Mock crime scene sharpens police skills

Rachael Scarborough King
Star Staff Writer
Published: August 11, 2006

OHATCHEE – Police in Ohatchee rushed to the site of the old fire department Wednesday and discovered a bullet-riddled car and a trail of blood that led to a chaotic scene inside.

Sort of.

The entire “crime scene” was staged by the Ohatchee Police Department and Jacksonville Crime Lab, although the drivers rubbernecking on Alabama 144 didn’t know that.

The mock crime scene was part of a day-long training program for police from Ohatchee and many other departments around the state and from as far away as Tennessee.

It is important for officers to be well versed in collecting and processing evidence because they are often the first responders to crimes, said Mark Hopwood, director of the Jacksonville Crime Lab.

“These are the guys answering the 911 calls that walk up, they’re the first ones there,” Hopwood said. “(The officer has to make sure) he hasn’t contaminated anything and he’s not stepping on the bloody shoeprints or whatever.”

All officers take a crime-scene course at the police academy and have to complete 12 hours of continuing education annually, which could include this training session.

Ohatchee Police Chief Wayne Chandler said he thinks ongoing training is essential for officers. He added that he wanted to make the course affordable, charging $25 per officer, even though he has seen similar classes advertised for as much as several hundred dollars per participant.

“I think (crime scene investigation) is a skill that we need to put a lot of emphasis on here, it’s very critical to a successful investigation of a crime and prosecution of a defendant,” Chandler said. “If you fail to process the scene well and do a good job, it could result in a person who’s guilty going free.”

Indeed, during the morning’s classroom session Hopwood emphasized the importance of crime-scene processing in an overall investigation. He said the Calhoun County district attorney likes to utilize physical exhibits such as photographs and sketches in the courtroom.

Common errors, Hopwood said, include cross-contamination of different pieces of evidence, not collecting a large enough sample, not obtaining a standard of comparison and not maintaining a chain of custody for the evidence.

Advances in technology also mean that officers have to be more careful at crime scenes.

“If you sneeze on a crime scene you’re leaving your DNA there,” Hopwood said. “Technology’s got that far now, as opposed to 20 years ago (when) no one had ever heard of a DNA databank or a firearms databank.”
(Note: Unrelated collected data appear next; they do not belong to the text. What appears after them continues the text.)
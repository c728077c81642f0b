//! OMDb API provider
//!
//! Search: `?s={title}` returns up to ten `{Title, Year, imdbID}` rows.
//! Details: `?i={imdb id}` returns one flat record where every missing
//! value is the literal string "N/A".
use reqwest::blocking::Client;
use serde::Deserialize;

use crate::{
    config::Config,
    error::{AppError, AppResult},
    models::{MovieDetail, SearchResult, UNKNOWN_TITLE, UNKNOWN_YEAR},
    provider::LookupProvider,
};

const NOT_FOUND: &str = "Movie not found!";
const MISSING: &str = "N/A";

pub struct OmdbProvider {
    client: Client,
    api_key: String,
    api_url: String,
}

impl OmdbProvider {
    pub fn new(config: &Config) -> AppResult<Self> {
        let client = Client::builder()
            .timeout(config.timeout)
            .user_agent(concat!("movie-rating/", env!("CARGO_PKG_VERSION")))
            .build()?;

        if config.api_key.is_empty() {
            tracing::warn!("No OMDb API key configured; lookups will be rejected by the provider");
        }

        Ok(Self {
            client,
            api_key: config.api_key.clone(),
            api_url: config.api_url.clone(),
        })
    }

    fn get(&self, query: &str) -> AppResult<String> {
        let url = format!(
            "{}?apikey={}&{}",
            self.api_url,
            urlencoding::encode(&self.api_key),
            query
        );

        let response = self.client.get(&url).send()?;
        let status = response.status();
        let body = response.text()?;

        if !status.is_success() {
            // OMDb reports bad keys as 401 with its usual JSON envelope
            if let Ok(OmdbEnvelope {
                error: Some(message),
                ..
            }) = serde_json::from_str::<OmdbEnvelope>(&body)
            {
                return Err(AppError::Provider(message));
            }
            return Err(AppError::HttpStatus {
                status: status.as_u16(),
                url: self.api_url.clone(),
            });
        }

        Ok(body)
    }
}

impl LookupProvider for OmdbProvider {
    fn search(&self, title: &str) -> AppResult<Vec<SearchResult>> {
        tracing::debug!(provider = self.name(), title, "Searching");
        let body = self.get(&format!("s={}", urlencoding::encode(title)))?;
        parse_search(&body)
    }

    fn details(&self, id: &str) -> AppResult<MovieDetail> {
        let imdb_id = imdb_id(id);
        tracing::debug!(provider = self.name(), id = %imdb_id, "Fetching details");
        let body = self.get(&format!("i={}", urlencoding::encode(&imdb_id)))?;
        parse_details(&body, &imdb_id)
    }

    fn name(&self) -> &'static str {
        "omdb"
    }
}

#[derive(Debug, Deserialize)]
struct OmdbEnvelope {
    #[serde(rename = "Response", default)]
    response: Option<String>,
    #[serde(rename = "Error", default)]
    error: Option<String>,
}

impl OmdbEnvelope {
    fn succeeded(&self) -> bool {
        self.response.as_deref() != Some("False")
    }
}

#[derive(Debug, Deserialize)]
#[serde(rename_all = "PascalCase")]
struct OmdbSearchResponse {
    #[serde(default)]
    search: Vec<OmdbSearchItem>,
}

#[derive(Debug, Deserialize)]
#[serde(rename_all = "PascalCase")]
struct OmdbSearchItem {
    title: Option<String>,
    year: Option<String>,
    #[serde(rename = "imdbID")]
    imdb_id: Option<String>,
}

#[derive(Debug, Deserialize)]
#[serde(rename_all = "PascalCase")]
struct OmdbDetails {
    title: Option<String>,
    year: Option<String>,
    genre: Option<String>,
    plot: Option<String>,
    poster: Option<String>,
    #[serde(rename = "imdbRating")]
    imdb_rating: Option<String>,
    #[serde(rename = "imdbID")]
    imdb_id: Option<String>,
}

pub(crate) fn parse_search(body: &str) -> AppResult<Vec<SearchResult>> {
    let envelope: OmdbEnvelope = serde_json::from_str(body)?;
    if !envelope.succeeded() {
        return match envelope.error {
            Some(message) if message == NOT_FOUND => Ok(Vec::new()),
            Some(message) => Err(AppError::Provider(message)),
            None => Err(AppError::Provider("search failed".to_string())),
        };
    }

    let response: OmdbSearchResponse = serde_json::from_str(body)?;
    Ok(response
        .search
        .into_iter()
        .filter_map(|item| {
            // Rows without an id cannot be selected
            let Some(id) = known(item.imdb_id) else {
                tracing::debug!(title = ?item.title, "Skipping search row without imdbID");
                return None;
            };
            Some(SearchResult {
                id,
                title: known(item.title).unwrap_or_else(|| UNKNOWN_TITLE.to_string()),
                year: known(item.year).unwrap_or_else(|| UNKNOWN_YEAR.to_string()),
            })
        })
        .collect())
}

pub(crate) fn parse_details(body: &str, requested_id: &str) -> AppResult<MovieDetail> {
    let envelope: OmdbEnvelope = serde_json::from_str(body)?;
    if !envelope.succeeded() {
        return match envelope.error {
            Some(message) if message == NOT_FOUND || message.starts_with("Incorrect IMDb ID") => {
                Err(AppError::NotFound(requested_id.to_string()))
            }
            Some(message) => Err(AppError::Provider(message)),
            None => Err(AppError::NotFound(requested_id.to_string())),
        };
    }

    let details: OmdbDetails = serde_json::from_str(body)?;

    let genres = known(details.genre)
        .map(|g| {
            g.split(',')
                .map(|s| s.trim().to_string())
                .filter(|s| !s.is_empty())
                .collect()
        })
        .unwrap_or_default();

    let cover_url = known(details.poster);
    let full_size_cover_url = cover_url.as_deref().map(full_size_cover_url);

    Ok(MovieDetail {
        id: known(details.imdb_id).unwrap_or_else(|| requested_id.to_string()),
        title: known(details.title).unwrap_or_else(|| UNKNOWN_TITLE.to_string()),
        year: known(details.year).unwrap_or_else(|| UNKNOWN_YEAR.to_string()),
        genres,
        rating: known(details.imdb_rating).and_then(|r| parse_rating(&r)),
        plots: known(details.plot).into_iter().collect(),
        full_size_cover_url,
        cover_url,
    })
}

/// Drop OMDb's "N/A" placeholders and blank strings
fn known(value: Option<String>) -> Option<String> {
    value
        .map(|v| v.trim().to_string())
        .filter(|v| !v.is_empty() && v.as_str() != MISSING)
}

fn parse_rating(raw: &str) -> Option<f32> {
    let rating: f32 = raw.trim().parse().ok()?;
    if !(0.0..=10.0).contains(&rating) {
        return None;
    }
    Some((rating * 10.0).round() / 10.0)
}

/// Bare seven-digit ids get the `tt` prefix OMDb expects
pub(crate) fn imdb_id(id: &str) -> String {
    let id = id.trim();
    if id.starts_with("tt") {
        id.to_string()
    } else {
        format!("tt{}", id)
    }
}

/// Amazon image URLs carry a size directive after `._V1_`
/// (e.g. `@._V1_SX300.jpg`); removing it yields the full-size image.
pub(crate) fn full_size_cover_url(url: &str) -> String {
    const MARKER: &str = "._V1_";
    if let Some(start) = url.find(MARKER) {
        let tail = &url[start + MARKER.len()..];
        if let Some(dot) = tail.find('.') {
            return format!("{}{}{}", &url[..start], MARKER, &tail[dot..]);
        }
    }
    url.to_string()
}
The day’s activities started with classroom instruction, including a slide-show presentation. Hopwood, whose office provides forensic investigation for nine counties in northeast Alabama, outlined a case in which a crime was reported in Piedmont, the victim’s body was found in Cherokee County, and his head – which had been severed with a chainsaw – was found in the river in Gadsden.

Hopwood said one of the goals of the program was to show officers how his lab can help them and also how they can help the lab when collecting evidence.

After lunch, the officers hopped in their cruisers and headed over to the old fire department on Alabama 144. There, they found a beat-up Lincoln Continental – donated by a local auto mechanic and shot to pieces by Ohatchee officers – and, inside the building, splatters of “blood” on the floor.

The investigators split into teams to examine the car, the building and the perimeter, and got to work setting up the police tape. Several people headed over to check out the car; the next group noticed that the first had nearly walked over a shell casing, which they promptly circled with orange spray paint.

Officers engaged in some friendly competition, calling out, “You painted this (bullet) orange!” and joking, “We found O.J.’s glove,” but they approached the task energetically in the 100-degree heat, circling every soda can, cigarette butt and footprint in sight.

Capt. Ellison Beggs of the Birmingham Police Department called the course “excellent.”

“For me a lot of it was refresher, but I also have a new understanding of what’s available, what the state has to offer, the services, the facilities, the new techniques they can provide, and after 29 years things do improve,” she said.

Chandler said he thinks there is a need for more of this kind of training.

“You can pretty well see by the response we got to this class that it’s something there’s a great deal of interest in,” he said. “This kind of class is something that every officer needs, because that evidence he collects must be admissible in court and it’s critical to the prosecutor.”